Freddie Mac said average rents remained “materially lower” than market comparables in a sample of 133 former LIHTC properties across seven markets. Rents were lower by 12% on average, but differences varied widely across the cities studied. For example, former LIHTC properties in Dallas offered rents nearly 27% below market, but rents in Phoenix were just 3% below market.
“A fear has been that LIHTC properties would simply jack up rents to the top of the market at the expiration of their rent and income restrictions, generally about 30 years, but that’s not usually the case,” said Steve Guggenmos, Vice President of Research & Modeling with Freddie Mac. “Any loss of units affordable to the lowest income renters is concerning, but there is some consolation in that LIHTC properties typically continue to serve low- and middle-income renters.”

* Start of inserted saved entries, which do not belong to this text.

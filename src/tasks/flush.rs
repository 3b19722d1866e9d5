//! Write-Behind Flush Task
//!
//! Background task that periodically drains a write-behind cache's dirty set
//! into its backing store.

use std::sync::Arc;
use std::time::Duration;

use tokio::task::JoinHandle;
use tokio::time::{interval_at, Instant, MissedTickBehavior};
use tokio_util::sync::CancellationToken;
use tracing::{debug, info, warn};

use crate::cache::Store;
use crate::policy::WriteBehindShared;

/// Spawns the periodic flush loop for a write-behind cache.
///
/// The first flush happens one full interval after spawning. Ticks missed
/// while a slow flush is running are delayed rather than bunched up, and the
/// cache's own flush guard keeps flushes from overlapping with manual ones.
/// The loop exits when `shutdown` is cancelled; a flush already in progress
/// is allowed to finish first.
pub(crate) fn spawn_flush_task<V, S>(
    cache: Arc<WriteBehindShared<V, S>>,
    flush_interval: Duration,
    shutdown: CancellationToken,
) -> JoinHandle<()>
where
    V: Clone + Send + Sync + 'static,
    S: Store<V> + 'static,
{
    tokio::spawn(async move {
        info!(
            "Starting write-behind flush task with interval of {}ms",
            flush_interval.as_millis()
        );

        let mut ticker = interval_at(Instant::now() + flush_interval, flush_interval);
        ticker.set_missed_tick_behavior(MissedTickBehavior::Delay);

        loop {
            tokio::select! {
                biased;
                _ = shutdown.cancelled() => {
                    debug!("write-behind flush task stopping");
                    break;
                }
                _ = ticker.tick() => {
                    match cache.flush().await {
                        Ok(0) => debug!("write-behind flush: nothing to write"),
                        Ok(count) => info!("write-behind flush: wrote {} entries", count),
                        Err(err) => warn!(error = %err, "write-behind flush failed"),
                    }
                }
            }
        }
    })
}

// == Flush Task Handle ==
/// Owned handle to a running flush task.
///
/// Dropping the handle cancels the task; [`FlushTask::stop`] also waits for
/// it to exit.
#[derive(Debug)]
pub struct FlushTask {
    shutdown: CancellationToken,
    handle: Option<JoinHandle<()>>,
}

impl FlushTask {
    pub(crate) fn new(shutdown: CancellationToken, handle: JoinHandle<()>) -> Self {
        Self {
            shutdown,
            handle: Some(handle),
        }
    }

    /// Cancels the task and waits until it has exited.
    pub async fn stop(mut self) {
        self.shutdown.cancel();
        if let Some(handle) = self.handle.take() {
            if let Err(err) = handle.await {
                if !err.is_cancelled() {
                    warn!(error = %err, "write-behind flush task panicked");
                }
            }
        }
    }

    pub fn is_finished(&self) -> bool {
        self.handle.as_ref().map_or(true, JoinHandle::is_finished)
    }
}

impl Drop for FlushTask {
    fn drop(&mut self) {
        self.shutdown.cancel();
    }
}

Freddie Mac looked at property-level LIHTC data compiled by HUD and the National Housing Preservation Database. Researchers to identify 40,296 multifamily properties in the entire history of the LIHTC program. Of these, 34,975 were “programmatic,” meaning they currently restrict rents based on local income per LIHTC requirements. The remaining 5,321 properties were “non-programmatic” properties that have exited the LIHTC program, are no longer monitored for compliance and therefore are no longer believed to have LIHTC-restricted rents.
The report found properties are more likely to remain in the LIHTC program when they are owned by a nonprofit organization or were placed in service after 1990, when Congress extended the LIHTC use period from 15 to 30 years.
Guggenmos noted the research paints a picture of the risk that currently exists in the market and the potential severity of affordability loss.